These disasters were notably not the result of manmade climate change. Neither was the Fukushima nuclear disaster (2011) nor the Indian
Ocean tsunami (2004). Indeed, the combustion of a long-overlooked cargo of 2,750 tonnes of ammonium nitrate had nearly levelled the city of
Beirut, Lebanon, on Aug 4 2020. The explosion left 204 dead; 7,500 injured; US$15 billion in property damages; and an estimated 300,000
people homeless (Urbina, 2020). The environmental costs have yet to be adequately tabulated. Environmental disasters are more attributable
to Black Swan events, systems breakdowns and corporate greed rather than to mundane human activity. Our
JIT world aggravates
the cascading potential of risks (Korowicz, 2012). Production and delivery delays, caused by the COVID-19
outbreak, will eventually require industrial overcompensation. This will further stress senior executives, workers,
machines and a variety of computerized systems. The trickle-down effects will likely include substandard products, contaminated food and a
general lowering in health and safety standards (Maavak, 2019a). Unpaid or demoralized sanitation workers may also resort to indiscriminate
waste dumping. Many cities across the United States (and elsewhere in the world) are no longer recycling wastes due to prohibitive costs in the
global corona-economy (Liacko, 2021). Even in good times, strict protocols on waste disposals were routinely ignored. While Sweden championed the global climate change
narrative, its clothing flagship H&M was busy covering up toxic effluences disgorged by vendors along the Citarum River in Java, Indonesia. As a result, countless children among 14 million
Indonesians straddling the “world’s most polluted river” began to suffer from dermatitis, intestinal problems, developmental disorders, renal failure, chronic bronchitis and cancer (DW, 2020).

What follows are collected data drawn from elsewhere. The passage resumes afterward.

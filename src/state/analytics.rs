// Analytics events emitted by the debugger tab panel.
// Events are fire-and-forget: sinks record them and never fail.

use serde::Serialize;
use tracing::info;

pub const DEBUGGER_TAB_SWITCH: &str = "DEBUGGER_TAB_SWITCH";

/// Payload of a tab switch event.
#[derive(Debug, Clone, PartialEq, Eq, Serialize)]
#[serde(rename_all = "camelCase")]
pub struct TabSwitchPayload {
    pub tab_name: String,
}

/// A single analytics event.
#[derive(Debug, Clone, Serialize)]
pub struct AnalyticsEvent {
    pub name: &'static str,
    pub payload: TabSwitchPayload,
}

impl AnalyticsEvent {
    pub fn debugger_tab_switch(tab_name: impl Into<String>) -> Self {
        Self {
            name: DEBUGGER_TAB_SWITCH,
            payload: TabSwitchPayload {
                tab_name: tab_name.into(),
            },
        }
    }
}

/// Receiver of analytics events.
pub trait AnalyticsSink {
    fn log_event(&mut self, event: AnalyticsEvent);
}

/// In-memory sink that also writes every event to the trace log.
#[derive(Debug, Default)]
pub struct AnalyticsLog {
    events: Vec<AnalyticsEvent>,
}

impl AnalyticsLog {
    pub fn new() -> Self {
        Self::default()
    }

    pub fn events(&self) -> &[AnalyticsEvent] {
        &self.events
    }

    pub fn len(&self) -> usize {
        self.events.len()
    }

    pub fn is_empty(&self) -> bool {
        self.events.is_empty()
    }
}

impl AnalyticsSink for AnalyticsLog {
    fn log_event(&mut self, event: AnalyticsEvent) {
        info!(
            event = event.name,
            tab_name = %event.payload.tab_name,
            "analytics event"
        );
        self.events.push(event);
    }
}
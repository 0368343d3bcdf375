// Navigation state management.
// Tracks the entities visited through the connections pane as a breadcrumb trail.

/// A node in the navigation breadcrumb trail.
#[derive(Debug, Clone, PartialEq, Eq)]
pub struct BreadcrumbNode {
    /// Entity name shown in the trail.
    pub label: String,
}

/// Stack of visited entities (bottom = first selected, top = current).
#[derive(Debug, Clone, Default)]
pub struct NavigationStack {
    stack: Vec<String>,
}

impl NavigationStack {
    pub fn new() -> Self {
        Self::default()
    }

    /// Current entity, if any was selected.
    pub fn current(&self) -> Option<&str> {
        self.stack.last().map(String::as_str)
    }

    /// Visit an entity. Visiting the current entity again is a no-op.
    pub fn push(&mut self, entity: &str) -> bool {
        if self.current() == Some(entity) {
            return false;
        }
        self.stack.push(entity.to_string());
        true
    }

    /// Go back to the previously visited entity. Returns false at the root.
    pub fn pop(&mut self) -> bool {
        if self.stack.len() > 1 {
            self.stack.pop();
            true
        } else {
            false
        }
    }

    /// Get the breadcrumb trail.
    pub fn breadcrumbs(&self) -> Vec<BreadcrumbNode> {
        self.stack
            .iter()
            .map(|label| BreadcrumbNode {
                label: label.clone(),
            })
            .collect()
    }

    /// Forget the trail, e.g. after loading another snapshot.
    pub fn clear(&mut self) {
        self.stack.clear();
    }
}

#[cfg(test)]
mod tests {
    use super::*;

    #[test]
    fn test_navigation_stack() {
        let mut nav = NavigationStack::new();

        assert!(nav.breadcrumbs().is_empty());
        assert_eq!(nav.current(), None);
        assert!(!nav.pop());

        assert!(nav.push("Input1"));
        assert!(nav.push("Api1"));
        assert_eq!(nav.breadcrumbs().len(), 2);

        // Re-visiting the current entity does not grow the trail
        assert!(!nav.push("Api1"));
        assert_eq!(nav.breadcrumbs().len(), 2);

        assert!(nav.pop());
        assert_eq!(nav.current(), Some("Input1"));

        // Can't pop past root
        assert!(!nav.pop());
        assert_eq!(nav.breadcrumbs().len(), 1);
    }

    #[test]
    fn test_breadcrumbs() {
        let mut nav = NavigationStack::new();
        nav.push("Input1");
        nav.push("Api1");
        nav.push("Table1");

        let breadcrumbs = nav.breadcrumbs();
        assert_eq!(breadcrumbs.len(), 3);
        assert_eq!(breadcrumbs[0].label, "Input1");
        assert_eq!(breadcrumbs[2].label, "Table1");

        nav.clear();
        assert!(nav.breadcrumbs().is_empty());
    }
}
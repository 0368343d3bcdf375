// Modal UI components.
// The dropdown list opened from the connections pane.

use ratatui::{prelude::*, widgets::*};

use crate::graph::{DependencyOption, EntityInfoLookup};
use crate::state::{Dropdown, SelectableList};

use super::list;

/// Height of the dropdown for `option_count` rows: borders and the
/// instruction line, at least 6 and at most 20 rows tall.
fn modal_height(option_count: usize, max_height: u16) -> u16 {
    let rows = u16::try_from(option_count).unwrap_or(u16::MAX);
    rows.saturating_add(4).clamp(6, 20).min(max_height)
}

/// Draw an open connections dropdown on top of the current view.
pub fn draw_connections_modal(
    frame: &mut Frame,
    dropdown: Dropdown,
    options: &mut SelectableList<DependencyOption>,
    lookup: &EntityInfoLookup,
) {
    let area = frame.area();

    // Create centered modal
    let modal_width = 50u16.min(area.width);
    let modal_height = modal_height(options.len(), area.height);
    let modal_x = (area.width.saturating_sub(modal_width)) / 2;
    let modal_y = (area.height.saturating_sub(modal_height)) / 2;

    let modal_area = Rect::new(modal_x, modal_y, modal_width, modal_height);

    // Clear the area behind the modal
    frame.render_widget(Clear, modal_area);

    let chunks = Layout::default()
        .direction(Direction::Vertical)
        .constraints([
            Constraint::Min(1),    // Options
            Constraint::Length(1), // Instructions
        ])
        .split(modal_area);

    let block = Block::default()
        .borders(Borders::ALL)
        .border_style(Style::default().fg(Color::Cyan))
        .title(format!(" {} ", dropdown.header_label()));

    let items: Vec<ListItem> = options
        .items
        .iter()
        .map(|option| list::option_item(option, lookup))
        .collect();

    let list_widget = List::new(items)
        .block(block)
        .highlight_style(
            Style::default()
                .bg(Color::DarkGray)
                .add_modifier(Modifier::BOLD),
        )
        .highlight_symbol("> ");

    frame.render_stateful_widget(list_widget, chunks[0], &mut options.list_state);

    // Instructions
    let instructions = Line::from(vec![
        Span::styled(" Enter", Style::default().fg(Color::Yellow)),
        Span::styled(" = Go to  ", Style::default().fg(Color::DarkGray)),
        Span::styled("↑↓", Style::default().fg(Color::Yellow)),
        Span::styled(" = Navigate  ", Style::default().fg(Color::DarkGray)),
        Span::styled("Esc", Style::default().fg(Color::Yellow)),
        Span::styled(" = Close ", Style::default().fg(Color::DarkGray)),
    ]);

    let instructions_widget = Paragraph::new(instructions)
        .alignment(Alignment::Center)
        .style(Style::default().bg(Color::Black));
    frame.render_widget(instructions_widget, chunks[1]);
}
// Cache module for local filesystem state.
// Keeps the session and trace log between runs.

pub mod paths;
pub mod store;

pub use paths::{log_path, state_path};
pub use store::Session;
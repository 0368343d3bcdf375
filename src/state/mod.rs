// State management module.
// Handles tab selection sync, the debugger store, analytics, and connections pane state.

pub mod analytics;
pub mod connections;
pub mod debugger;
pub mod navigation;
pub mod tabs;

pub use analytics::AnalyticsLog;
pub use connections::{ConnectionsPane, Dropdown, LoadingState, SelectableList};
pub use debugger::{ConsoleLevel, ConsoleMessage, ConsoleView, DebuggerState};
pub use navigation::{BreadcrumbNode, NavigationStack};
pub use tabs::TabSyncController;
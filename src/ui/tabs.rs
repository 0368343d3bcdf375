// Bottom tab bar rendering with badge support for the Errors tab.
// Handles visual indication of the active tab and unread error count.

use ratatui::{prelude::*, widgets::*};

use crate::app::App;
use crate::state::tabs::ERROR_TAB;

/// Draw the bottom panel's tab bar.
pub fn draw_tabs(frame: &mut Frame, app: &App, area: Rect) {
    let unread = app.debugger.unread_errors;
    let selected_index = app.bottom_tabs.selected_index();

    let tab_titles: Vec<Line> = app
        .bottom_tabs
        .tabs()
        .iter()
        .enumerate()
        .map(|(i, tab)| {
            let has_badge = tab.key == ERROR_TAB && unread > 0;
            let title = if has_badge {
                format!("{} ({})", tab.title, unread)
            } else {
                tab.title.clone()
            };

            let style = if i == selected_index {
                Style::default()
                    .fg(Color::Yellow)
                    .add_modifier(Modifier::BOLD)
            } else if has_badge {
                Style::default().fg(Color::Red)
            } else {
                Style::default().fg(Color::White)
            };

            Line::from(Span::styled(title, style))
        })
        .collect();

    let tabs_widget = Tabs::new(tab_titles)
        .block(
            Block::default()
                .borders(Borders::BOTTOM)
                .border_style(Style::default().fg(Color::DarkGray)),
        )
        .select(selected_index)
        .highlight_style(Style::default().fg(Color::Yellow))
        .divider(Span::raw(" │ "));

    frame.render_widget(tabs_widget, area);
}
//! Ingestion-time token normalization.
//!
//! Script text and recognizer output go through the same function exactly once, when they enter
//! the engine, so every later comparison is a plain string equality:
//! - lower-case
//! - punctuation stripped (`don't` → `dont`, `store.` → `store`)
//! - dashes and slashes separate words (`well-known` → `well`, `known`)
//! - whitespace collapsed

/// Split `text` into normalized word tokens.
pub fn tokenize(text: &str) -> Vec<String> {
    let mut words = Vec::new();
    let mut current = String::new();

    for ch in text.chars() {
        if ch.is_alphanumeric() {
            current.extend(ch.to_lowercase());
        } else if is_separator(ch) {
            flush(&mut words, &mut current);
        }
        // Anything else is punctuation inside a word and is dropped.
    }
    flush(&mut words, &mut current);

    words
}

fn is_separator(ch: char) -> bool {
    ch.is_whitespace() || matches!(ch, '-' | '–' | '—' | '/' | '\\' | '_')
}

fn flush(words: &mut Vec<String>, current: &mut String) {
    if !current.is_empty() {
        words.push(std::mem::take(current));
    }
}

#[cfg(test)]
mod tests {
    use super::*;

    #[test]
    fn lowercases_and_strips_punctuation() {
        assert_eq!(
            tokenize("So, anyway... I went to the STORE!"),
            vec!["so", "anyway", "i", "went", "to", "the", "store"]
        );
    }

    #[test]
    fn apostrophes_join_and_dashes_split() {
        assert_eq!(
            tokenize("Don't  stop—it's well-known"),
            vec!["dont", "stop", "its", "well", "known"]
        );
    }

    #[test]
    fn blank_and_punctuation_only_input_yields_nothing() {
        assert!(tokenize("").is_empty());
        assert!(tokenize("  \t\n ").is_empty());
        assert!(tokenize("... !? --").is_empty());
    }

    #[test]
    fn keeps_digits_and_non_ascii_letters() {
        assert_eq!(tokenize("Café No. 9"), vec!["café", "no", "9"]);
    }
}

It is also in cauldrons like the Citarum River where pathogens may mutate with emergent ramifications. On an equally alarming note, depressed economic conditions have traditionally
provided a waste disposal boon for organized crime elements. Throughout 1980s, the Calabriabased ‘Ndrangheta mafia – in collusion with governments in Europe and North America – began
to dump radioactive wastes along the coast of Somalia. Reeling from pollution and revenue loss, Somali fisherman eventually resorted to mass piracy (Knaup, 2008). The coast of Somalia is
now a maritime hotspot, and exemplifies an entwined form of economic-environmental-geopolitical-societal emergence. In a VUCA world, indiscriminate waste dumping can unexpectedly
morph into a Black Hawk Down incident. The laws of unintended consequences are governed by actors, interconnections, interactions and adaptations in a system under study – as outlined in
the methodology section. Environmentally-devastating
industrial sabotages – whether by disgruntled workers, industrial competitors, ideological
maniacs or terrorist groups – cannot be discounted in a VUCA world. Immiserated societies, in stark defiance of climate change diktats, may
resort to dirty coal plants and wood stoves for survival. Interlinked
ecosystems, particularly water resources, may be
hijacked by nationalist sentiments. The environmental fallouts of critical infrastructure (CI) breakdowns loom like a
Sword of Damocles over this decade. Geopolitical The primary catalyst behind WWII was the Great
Depression. Since history often repeats itself, expect familiar bogeymen to reappear in societies
roiling with impoverishment and ideological clefts. Anti-Semitism – a societal risk on its own – may reach alarming proportions in the
West (Reuters, 2019), possibly forcing Israel to undertake reprisal operations inside allied nations. If that
happens, how will affected nations react? Will security resources be reallocated to protect certain minorities (or the Top 1%) while larger
segments of society are exposed to restive forces? Balloon
effects like these present a classic VUCA problematic.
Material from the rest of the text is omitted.